I think of this as the “bottom up” approach. I decided that as an amateur not immersed in the details and subtleties of astrophysics my best bet would be to play a different game and try a top down approach.
This approach led me to make a list of visually interesting and recognizable stars most of which were observable with the naked eye. My reason for choosing recognizable stars was to better connect with the public. Next I investigated the list for stars that would be (a) accessible to MOST and (b) suitable science targets for its mission. Again the order may seem upside down but determining visibility was easier to do in bulk than doing the research first.

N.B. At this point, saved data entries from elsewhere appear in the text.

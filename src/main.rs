//! Sensor dashboard: polls a motion sensor's `/data` endpoint and shows the
//! latest readings, three rolling charts and a short event log.
//!
//! Startup:
//! 1. Parses CLI options and loads the layered configuration.
//! 2. Initializes tracing (to a file when the terminal UI owns the screen).
//! 3. Builds the summary source (HTTP or simulator) and the service.
//! 4. Runs the interactive dashboard, or the headless loop when requested
//!    or when stdout is not a terminal.

use std::path::PathBuf;
use std::sync::Arc;

use anyhow::Result;
use tracing::{debug, info};

mod analysis;
mod cli;
mod config;
mod error;
mod logging;
mod poller;
mod service;
mod source;
mod summary;
mod ui;

use cli::Cli;
use config::{AppConfig, DEFAULT_CONFIG_FILE};
use service::{DashboardService, RunMode};

#[tokio::main]
async fn main() -> Result<()> {
    let cli = Cli::parse_args();

    // An explicit --config must exist; the default file is optional
    let (config_path, required) = match &cli.config {
        Some(path) => (path.clone(), true),
        None => (PathBuf::from(DEFAULT_CONFIG_FILE), false),
    };
    let mut config = AppConfig::load(&config_path, required)?;
    config.apply_cli_overrides(&cli);
    config.validate()?;

    let mode = if cli.headless || !atty::is(atty::Stream::Stdout) {
        RunMode::Headless
    } else {
        RunMode::Interactive
    };

    logging::init(&config.logging, mode)?;
    info!(
        version = env!("CARGO_PKG_VERSION"),
        mode = ?mode,
        config = %config_path.display(),
        "Sensor dashboard starting"
    );
    debug!("Effective configuration:\n{}", config.to_toml_string());

    let service = DashboardService::new(Arc::new(config), cli.simulate)?;
    service::setup_signal_handler(service.shutdown_token())?;

    match mode {
        RunMode::Interactive => service.run_interactive().await?,
        RunMode::Headless => service.run_headless().await?,
    }

    Ok(())
}
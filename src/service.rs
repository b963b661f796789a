//! Service layer driving the poll and clock timers.
//!
//! The service can run in either interactive (terminal dashboard) or
//! headless (log only) mode. Both modes run one cooperative loop that owns
//! the session state; fetches run as spawned tasks and report back through
//! the poller's channel.

use crate::config::AppConfig;
use crate::error::{Result, ServiceError, UiError};
use crate::poller::{Poller, TickReport};
use crate::source::{self, SummarySource};
use crate::ui::{self, App, InputAction, Tui};
use chrono::{DateTime, Local};
use crossterm::event::{Event, EventStream};
use futures_util::StreamExt;
use std::sync::Arc;
use std::time::Duration;
use tokio::time::{interval, Interval, MissedTickBehavior};
use tokio_util::sync::CancellationToken;
use tracing::{debug, info};

/// Redraw cadence of the interactive dashboard (~30 fps).
const FRAME_INTERVAL: Duration = Duration::from_millis(33);

/// Run mode for the service
#[derive(Debug, Clone, Copy, PartialEq, Eq)]
pub enum RunMode {
    /// Interactive mode with TUI
    Interactive,
    /// Background mode, samples go to the log
    Headless,
}

/// Owns the configuration, the summary source and the shutdown signal
pub struct DashboardService {
    config: Arc<AppConfig>,
    source: Arc<dyn SummarySource>,
    shutdown: CancellationToken,
}

impl DashboardService {
    /// Create a new dashboard service
    pub fn new(config: Arc<AppConfig>, simulate: bool) -> Result<Self> {
        let source = source::from_config(&config.source, simulate)?;
        Ok(Self::with_source(config, source))
    }

    /// Create a service around an already built source
    pub fn with_source(config: Arc<AppConfig>, source: Arc<dyn SummarySource>) -> Self {
        Self {
            config,
            source,
            shutdown: CancellationToken::new(),
        }
    }

    /// Get the shutdown token
    pub fn shutdown_token(&self) -> CancellationToken {
        self.shutdown.clone()
    }

    fn new_app(&self) -> App {
        App::new(&self.config.dashboard, self.source.describe())
    }

    fn new_poller(&self) -> (Poller, tokio::sync::mpsc::Receiver<crate::poller::PollOutcome>) {
        Poller::new(
            Arc::clone(&self.source),
            Duration::from_millis(self.config.source.request_timeout_ms),
        )
    }

    fn timers(&self) -> (Interval, Interval) {
        let mut poll = interval(Duration::from_millis(self.config.dashboard.poll_interval_ms));
        poll.set_missed_tick_behavior(MissedTickBehavior::Skip);
        let mut clock = interval(Duration::from_millis(self.config.dashboard.clock_interval_ms));
        clock.set_missed_tick_behavior(MissedTickBehavior::Skip);
        (poll, clock)
    }

    /// Run the terminal dashboard until the user quits or shutdown is signalled
    pub async fn run_interactive(&self) -> Result<()> {
        info!("Starting dashboard in interactive mode");
        let mut app = self.new_app();
        let (mut poller, mut outcomes) = self.new_poller();
        let (mut poll_timer, mut clock_timer) = self.timers();
        let mut frame_timer = interval(FRAME_INTERVAL);
        frame_timer.set_missed_tick_behavior(MissedTickBehavior::Skip);
        let mut events = EventStream::new();

        let mut tui = Tui::enter()?;

        while !app.should_quit {
            tokio::select! {
                _ = self.shutdown.cancelled() => break,
                _ = poll_timer.tick() => on_timer(&mut app, &mut poller, Timer::Poll, Local::now()),
                _ = clock_timer.tick() => on_timer(&mut app, &mut poller, Timer::Clock, Local::now()),
                Some(outcome) = outcomes.recv() => {
                    poller.apply(&mut app, outcome, Local::now());
                }
                event = events.next() => match event {
                    Some(Ok(Event::Key(key))) => handle_action(&mut app, ui::map_key_to_action(key)),
                    Some(Ok(Event::Resize(..))) => app.request_redraw(),
                    Some(Ok(_)) => {}
                    Some(Err(e)) => return Err(UiError::InputError(e.to_string()).into()),
                    None => break,
                },
                _ = frame_timer.tick() => {
                    if app.take_redraw() {
                        tui.draw(&app)?;
                    }
                }
            }
        }

        drop(tui);
        self.shutdown.cancel();
        info!("Dashboard stopped");
        Ok(())
    }

    /// Run without a terminal UI, logging every rendered sample
    pub async fn run_headless(&self) -> Result<()> {
        info!(source = %self.source.describe(), "Starting dashboard in headless mode");
        let mut app = self.new_app();
        self.drive_headless(&mut app).await;

        if app.tally.is_empty() {
            info!("Dashboard stopped before any sample was rendered");
            return Ok(());
        }

        let tally = app
            .tally
            .iter()
            .map(|(behavior, count)| format!("{}={}", behavior, count))
            .collect::<Vec<_>>()
            .join(", ");
        info!(tally = %tally, "Dashboard stopped");
        Ok(())
    }

    async fn drive_headless(&self, app: &mut App) {
        let (mut poller, mut outcomes) = self.new_poller();
        let (mut poll_timer, mut clock_timer) = self.timers();

        loop {
            tokio::select! {
                _ = self.shutdown.cancelled() => break,
                _ = poll_timer.tick() => on_timer(app, &mut poller, Timer::Poll, Local::now()),
                _ = clock_timer.tick() => on_timer(app, &mut poller, Timer::Clock, Local::now()),
                Some(outcome) = outcomes.recv() => {
                    if poller.apply(app, outcome, Local::now()) == TickReport::Rendered {
                        log_newest_row(app);
                    }
                }
            }
        }
    }
}

/// Periodic timers shared by both driver loops
#[derive(Debug, Clone, Copy, PartialEq, Eq)]
enum Timer {
    Poll,
    Clock,
}

// The clock is stamped whether or not polling is live.
fn on_timer(app: &mut App, poller: &mut Poller, timer: Timer, now: DateTime<Local>) {
    match timer {
        Timer::Poll => {
            poller.tick(app);
        }
        Timer::Clock => app.stamp_clock(now),
    }
}

fn handle_action(app: &mut App, action: InputAction) {
    match action {
        InputAction::Quit => app.should_quit = true,
        InputAction::ToggleLive => app.toggle_live(),
        InputAction::CycleChartKind => app.cycle_chart_kind(),
        InputAction::ToggleHelp => app.toggle_help(),
        InputAction::None => {}
    }
}

fn log_newest_row(app: &App) {
    if let Some(row) = app.log.newest() {
        info!(
            time = %row.time,
            motion = %row.motion,
            behavior = %row.behavior,
            walking = %row.walking,
            variance_z = %row.variance,
            accel = ?app.fields.accel,
            gyro = ?app.fields.gyro,
            "Sensor sample"
        );
    }
}

/// Cancel the shutdown token on SIGINT or SIGTERM
#[cfg(unix)]
pub fn setup_signal_handler(shutdown: CancellationToken) -> Result<()> {
    use signal_hook::consts::signal::{SIGINT, SIGTERM};
    use signal_hook_tokio::Signals;

    let mut signals = Signals::new([SIGINT, SIGTERM])
        .map_err(|e| ServiceError::SignalError(e.to_string()))?;
    let handle = signals.handle();

    tokio::spawn(async move {
        tokio::select! {
            signal = signals.next() => {
                if let Some(signal) = signal {
                    info!(signal, "Received shutdown signal");
                }
                shutdown.cancel();
            }
            _ = shutdown.cancelled() => {}
        }
        handle.close();
        debug!("Signal handler stopped");
    });

    Ok(())
}

/// Cancel the shutdown token on Ctrl-C
#[cfg(not(unix))]
pub fn setup_signal_handler(shutdown: CancellationToken) -> Result<()> {
    tokio::spawn(async move {
        if tokio::signal::ctrl_c().await.is_ok() {
            info!("Received shutdown signal");
        }
        shutdown.cancel();
    });
    Ok(())
}

#[cfg(test)]
mod tests {
    use super::*;
    use crate::source::MockSummarySource;
    use crate::summary::{Axes, BehaviorSummary, SensorSummary};
    use crate::ui::app::tests::at;

    fn fast_config() -> Arc<AppConfig> {
        let mut config = AppConfig::default();
        config.dashboard.poll_interval_ms = 10;
        config.dashboard.clock_interval_ms = 20;
        Arc::new(config)
    }

    #[test]
    fn test_run_mode() {
        assert_eq!(RunMode::Interactive, RunMode::Interactive);
        assert_ne!(RunMode::Interactive, RunMode::Headless);
    }

    #[test]
    fn test_handle_action() {
        let mut app = App::new(&AppConfig::default().dashboard, "test".to_string());
        handle_action(&mut app, InputAction::ToggleLive);
        assert!(!app.is_live());
        handle_action(&mut app, InputAction::ToggleHelp);
        assert!(app.show_help);
        handle_action(&mut app, InputAction::Quit);
        assert!(app.should_quit);
    }

    #[test]
    fn test_timers_while_paused() {
        let mut mock = MockSummarySource::new();
        mock.expect_fetch().never();
        let (mut poller, _outcomes) = Poller::new(Arc::new(mock), Duration::from_secs(1));
        let mut app = App::new(&AppConfig::default().dashboard, "test".to_string());
        app.toggle_live();

        on_timer(&mut app, &mut poller, Timer::Poll, at(8, 30, 0));
        assert!(app.fields.status_time.is_empty());

        on_timer(&mut app, &mut poller, Timer::Clock, at(8, 30, 1));
        assert_eq!(app.fields.status_time, "08:30:01");
        on_timer(&mut app, &mut poller, Timer::Clock, at(8, 30, 2));
        assert_eq!(app.fields.status_time, "08:30:02");
        assert!(app.log.is_empty());
    }

    #[tokio::test(start_paused = true)]
    async fn test_headless_loop_keeps_clock_running_while_paused() {
        let mut mock = MockSummarySource::new();
        mock.expect_describe().returning(|| "mock".to_string());
        mock.expect_fetch().never();

        let service = DashboardService::with_source(fast_config(), Arc::new(mock));
        let mut app = service.new_app();
        app.toggle_live();

        let shutdown = service.shutdown_token();
        tokio::spawn(async move {
            tokio::time::sleep(Duration::from_millis(100)).await;
            shutdown.cancel();
        });

        service.drive_headless(&mut app).await;
        assert!(!app.fields.status_time.is_empty());
        assert!(app.accel.is_empty());
        assert!(app.log.is_empty());
        assert!(app.tally.is_empty());
    }

    #[tokio::test]
    async fn test_headless_polls_until_shutdown() {
        let mut mock = MockSummarySource::new();
        mock.expect_describe().returning(|| "mock".to_string());
        mock.expect_fetch().times(1..).returning(|| {
            Ok(SensorSummary {
                motion: "Stable".to_string(),
                summary: BehaviorSummary {
                    behavior: "stable".to_string(),
                    walking: false,
                    variance_z: 0.0,
                    intensity: None,
                    tilt: None,
                },
                accel: Axes::new(0.0, 0.0, 1.0),
                gyro: Axes::default(),
                timestamp: None,
            })
        });

        let service = DashboardService::with_source(fast_config(), Arc::new(mock));
        let shutdown = service.shutdown_token();
        tokio::spawn(async move {
            tokio::time::sleep(Duration::from_millis(100)).await;
            shutdown.cancel();
        });

        service.run_headless().await.unwrap();
    }
}
//! Input handling for the TUI.
//!
//! This module translates keyboard events into application actions.

use crossterm::event::{KeyCode, KeyEvent, KeyEventKind, KeyModifiers};

/// Actions that can be performed based on user input
#[derive(Debug, Clone, Copy, PartialEq, Eq)]
pub enum InputAction {
    /// Quit the application
    Quit,
    /// Pause or resume polling
    ToggleLive,
    /// Advance the chart-type selector
    CycleChartKind,
    /// Toggle help panel
    ToggleHelp,
    /// No action
    None,
}

/// Map a key event to an application action
pub fn map_key_to_action(key_event: KeyEvent) -> InputAction {
    // Release/repeat events arrive on some platforms; act on presses only
    if key_event.kind != KeyEventKind::Press {
        return InputAction::None;
    }

    match key_event.code {
        // Quit
        KeyCode::Char('q') | KeyCode::Char('Q') => InputAction::Quit,
        KeyCode::Esc => InputAction::Quit,
        KeyCode::Char('c') if key_event.modifiers.contains(KeyModifiers::CONTROL) => {
            InputAction::Quit
        }

        // Pause / resume
        KeyCode::Char(' ') => InputAction::ToggleLive,
        KeyCode::Char('p') | KeyCode::Char('P') => InputAction::ToggleLive,

        // Chart type
        KeyCode::Char('t') | KeyCode::Char('T') => InputAction::CycleChartKind,

        // Help
        KeyCode::Char('?') | KeyCode::Char('h') | KeyCode::Char('H') | KeyCode::F(1) => {
            InputAction::ToggleHelp
        }

        _ => InputAction::None,
    }
}
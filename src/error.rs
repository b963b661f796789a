//! Custom error types for the sensor dashboard.
//!
//! This module defines domain-specific error types using thiserror,
//! providing clear error messages and proper error context propagation.

use std::time::Duration;
use thiserror::Error;

/// Errors raised while fetching or decoding a sensor summary.
///
/// Every variant is recoverable: the poller logs it and abandons the tick.
#[derive(Debug, Error)]
pub enum FetchError {
    #[error("invalid source URL: {0}")]
    InvalidUrl(String),

    #[error("connection failed: {0}")]
    Io(#[from] std::io::Error),

    #[error("request timed out after {0:?}")]
    Timeout(Duration),

    #[error("unexpected HTTP status {0}")]
    Status(u16),

    #[error("malformed HTTP response: {0}")]
    MalformedResponse(String),

    #[error("invalid sensor summary: {0}")]
    Decode(#[from] serde_json::Error),
}

/// Errors related to application configuration
#[derive(Debug, Error)]
pub enum ConfigError {
    #[error("Failed to load config: {0}")]
    LoadError(#[from] config::ConfigError),

    #[error("Invalid value for {field}: {message}")]
    InvalidValue { field: String, message: String },
}

/// Errors related to the UI
#[derive(Debug, Error)]
pub enum UiError {
    #[error("Terminal initialization failed: {0}")]
    InitializationError(String),

    #[error("Terminal rendering failed: {0}")]
    RenderError(String),

    #[error("Input handling failed: {0}")]
    InputError(String),
}

/// Errors related to service operations
#[derive(Debug, Error)]
pub enum ServiceError {
    #[error("Signal handling error: {0}")]
    SignalError(String),
}

/// Application-level errors that can wrap other error types
#[derive(Debug, Error)]
pub enum AppError {
    #[error("Fetch error: {0}")]
    Fetch(#[from] FetchError),

    #[error("Configuration error: {0}")]
    Config(#[from] ConfigError),

    #[error("UI error: {0}")]
    Ui(#[from] UiError),

    #[error("Service error: {0}")]
    Service(#[from] ServiceError),

    #[error("IO error: {0}")]
    Io(#[from] std::io::Error),

    #[error("Other error: {0}")]
    Other(#[from] anyhow::Error),
}

/// Convenience type alias for Results using AppError
pub type Result<T> = std::result::Result<T, AppError>;
//! Bounded chart history.
//!
//! A `SeriesView` backs one chart panel: a shared label sequence plus one or
//! more value series, all trimmed together so every series always has the
//! same length as the labels.

use std::collections::VecDeque;

/// One named line within a view
#[derive(Debug, Clone)]
pub struct Series {
    pub name: String,
    pub points: VecDeque<f64>,
}

/// Backing data for one chart panel
#[derive(Debug, Clone)]
pub struct SeriesView {
    title: String,
    capacity: usize,
    labels: VecDeque<String>,
    series: Vec<Series>,
}

impl SeriesView {
    /// Create an empty view holding at most `capacity` points per series
    pub fn new(title: &str, series_names: &[&str], capacity: usize) -> Self {
        Self {
            title: title.to_string(),
            capacity,
            labels: VecDeque::with_capacity(capacity + 1),
            series: series_names
                .iter()
                .map(|name| Series {
                    name: name.to_string(),
                    points: VecDeque::with_capacity(capacity + 1),
                })
                .collect(),
        }
    }

    /// Append one label and one value per series, evicting the oldest
    /// label and point of every series once over capacity.
    pub fn push(&mut self, label: String, values: &[f64]) {
        debug_assert_eq!(values.len(), self.series.len());

        self.labels.push_back(label);
        for (idx, series) in self.series.iter_mut().enumerate() {
            series.points.push_back(values.get(idx).copied().unwrap_or(f64::NAN));
        }

        while self.labels.len() > self.capacity {
            self.labels.pop_front();
            for series in &mut self.series {
                series.points.pop_front();
            }
        }
    }

    pub fn title(&self) -> &str {
        &self.title
    }

    pub fn capacity(&self) -> usize {
        self.capacity
    }

    pub fn len(&self) -> usize {
        self.labels.len()
    }

    pub fn is_empty(&self) -> bool {
        self.labels.is_empty()
    }

    pub fn labels(&self) -> &VecDeque<String> {
        &self.labels
    }

    pub fn series(&self) -> &[Series] {
        &self.series
    }

    /// Min and max over every finite point in the view
    pub fn value_bounds(&self) -> Option<(f64, f64)> {
        self.series
            .iter()
            .flat_map(|s| s.points.iter().copied())
            .filter(|v| v.is_finite())
            .fold(None, |acc, v| match acc {
                None => Some((v, v)),
                Some((min, max)) => Some((min.min(v), max.max(v))),
            })
    }
}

My initial list contained over 50 stars and resulted in five proposals covering six stars. Below are a few of the ones not accessible to MOST for long durations:
- La Superba - a very red carbon burning star in Canes Venatici
- Eta Carina - a hyper giant that experienced a nova like event in 1843 and a possible Wolf-Rayet precursor
- UW Canis Major - a Beta Lyra class contact binary - two giant stars orbiting each other every 5 day
- Albireo - a spectacularly coloured double in Cygnus
How do I aim this thing?
The MOST = My Own Space Telescope public proposals page contains a lot of background on choosing target stars for MOST and the process for the public to submit proposals. Once you've selected an interesting target, you need to ensure that MOST can see it.
Targets (with some exceptions) need to be meet two major positional constraints (1) the CVZ or Continuous Viewing Zone, and (2) the SSR or Sun Sensor Range. The CVZ dictates how long MOST can look at a star without interruption and the SSR constraint has to do with MOST keeping its back and its main solar panels to the Sun (as shown below on the left), as well as maintaining a reasonable temperature for the spacecraft. The proposal site has a Java based Target Validation Tool that checks all of this but I built one in a spread sheet to work with my long list.
Left mage credit: MOST Team, CSA and UBC
Right image plotted from my proposal spreadsheet.
Right image plotted from my proposal spreadsheet.
The second chart (above and to the right) shows a plot of some of the target stars that have been selected and proposed as candidates. The red arrows point to Betelgeuse and LG 5039 (a microquasar) - the first two winning proposals submitted by myself and by Gordon Sarty.
Proposal Review by MOST Team
The proposals were examined by the MOST Science Team to ensure that the candidates were likely to yield good science data; and by the Operations Team to ensure that the target could be safely observed by the satellite. Successful proposals are announced and scheduled.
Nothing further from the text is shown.